For centuries the criminal law of the English-speaking world has been written as though the criminal alone were to blame. The pillory, the dungeon, and the scaffold completed the work begun by the blugeon of the policeman. "Give us enough pillories, dungeons, scaffolds and blugeons" insisted the upholders of the criminal code, "and we will stamp out crime."

Well, did they?

The penalties which the English Code prescribed for criminal offenses, even of the most trivial character, were frightfully severe. Did crime cease? No! Did it diminish? No! What was the reason? The law was trying to abolish a thing that it did not understand.

The up-to-date social scientist has begun to treat crime scientifically. In answer to the question, "Why?" the criminologist has discovered that there are two chief causes of crime. First and most important there are the frightful economic and social conditions under which millions of children are pushed toward the brink of the criminal precipice. Second, there are the mental and physical defects that unbalance the individual who is suffering from them. Practically all of the crime from which society suffers can be traced to one of these two causes. The policeman’s club has no more effect on either of them than it would have on a sandpile.

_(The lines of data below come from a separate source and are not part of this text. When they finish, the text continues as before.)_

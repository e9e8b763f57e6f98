//! txhook: Shopify transaction webhook receiver.
//!
//! Main entry point. Loads configuration, connects to PostgreSQL, serves
//! the webhook endpoints and closes the pool after graceful shutdown.

use std::{sync::Arc, time::Duration};

use anyhow::{Context, Result};
use tracing::{error, info, warn};
use txhook_api::{start_server, AppState, Config};
use txhook_core::Storage;

const MAX_CONNECT_ATTEMPTS: u32 = 5;
const CONNECT_RETRY_DELAY: Duration = Duration::from_secs(2);

#[tokio::main]
async fn main() -> Result<()> {
    init_tracing();

    info!("Starting txhook transaction webhook receiver");

    let config = Config::load()?;
    info!(
        database_url = %config.database_url_masked(),
        environment = %config.app_env,
        max_connections = config.database_max_connections,
        acquire_timeout_secs = config.database_connection_timeout,
        "Configuration loaded"
    );

    let verifier = config.verifier();
    if !verifier.is_configured() {
        error!("SHOPIFY_WEBHOOK_SECRET is not set; every webhook will be rejected with 500");
    }

    let pool = create_database_pool(&config).await?;
    info!("Database connection pool established");

    let state = AppState::new(Arc::new(Storage::new(pool.clone())), Arc::new(verifier))
        .with_settings(config.ingest_settings()?);
    let addr = config.parse_server_addr()?;

    info!(addr = %addr, "txhook is ready to receive webhooks");
    let served = start_server(state, addr).await;

    pool.close().await;
    info!("Database connections closed");

    served.context("HTTP server failed")?;
    info!("txhook shutdown complete");
    Ok(())
}

/// Initializes tracing with environment-based configuration.
fn init_tracing() {
    use tracing_subscriber::{fmt, layer::SubscriberExt, util::SubscriberInitExt, EnvFilter};

    let filter = EnvFilter::try_from_default_env()
        .unwrap_or_else(|_| EnvFilter::new("info,txhook=debug,tower_http=debug"));

    let fmt_layer = fmt::layer().with_target(true).with_file(true).with_line_number(true);

    tracing_subscriber::registry().with(filter).with(fmt_layer).init();
}

/// Creates the database connection pool, retrying while the server comes up.
async fn create_database_pool(config: &Config) -> Result<sqlx::PgPool> {
    let options = config.connect_options()?;
    let mut attempt = 1;

    loop {
        match config.pool_options().connect_with(options.clone()).await {
            Ok(pool) => {
                sqlx::query("SELECT 1")
                    .execute(&pool)
                    .await
                    .context("Failed to verify database connection")?;

                return Ok(pool);
            },
            Err(e) if attempt < MAX_CONNECT_ATTEMPTS => {
                warn!(
                    attempt,
                    max_attempts = MAX_CONNECT_ATTEMPTS,
                    error = %e,
                    "Database connection failed, retrying"
                );
                attempt += 1;
                tokio::time::sleep(CONNECT_RETRY_DELAY).await;
            },
            Err(e) => {
                return Err(e).context("Failed to create database connection pool after retries");
            },
        }
    }
}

The hideous criminal code, built on the power of force, has failed because the causes producing criminals were entirely beyond the reach of the code. If one-half of the people in the United States were hanged in the next year, there would still be crime. No amount of punishment of individuals will have any effect on a thing for which the individual is not responsible. It is as easy to stop the flow of a river with a dam as to stop crime with a jail.

Today we are looking for the germs of crime. Instead of dealing with the effects, we are seeking to check this social scourge at its source.

The old system of treating the criminal failed. It failed to reform the criminal, and it failed to prevent crime. It failed because it was unintelligent. It had taken no notice of causes.

Many people are today talking of war, and its prevention. The same questions that are asked in any other scientific inquiry must be asked here. There is no use in trying to prevent war, until we understand the causes of war. It will be time enough to think of preventing war when we have isolated the germs of war and studied them.

What are the germs of war? Where do they breed? On what do they thrive?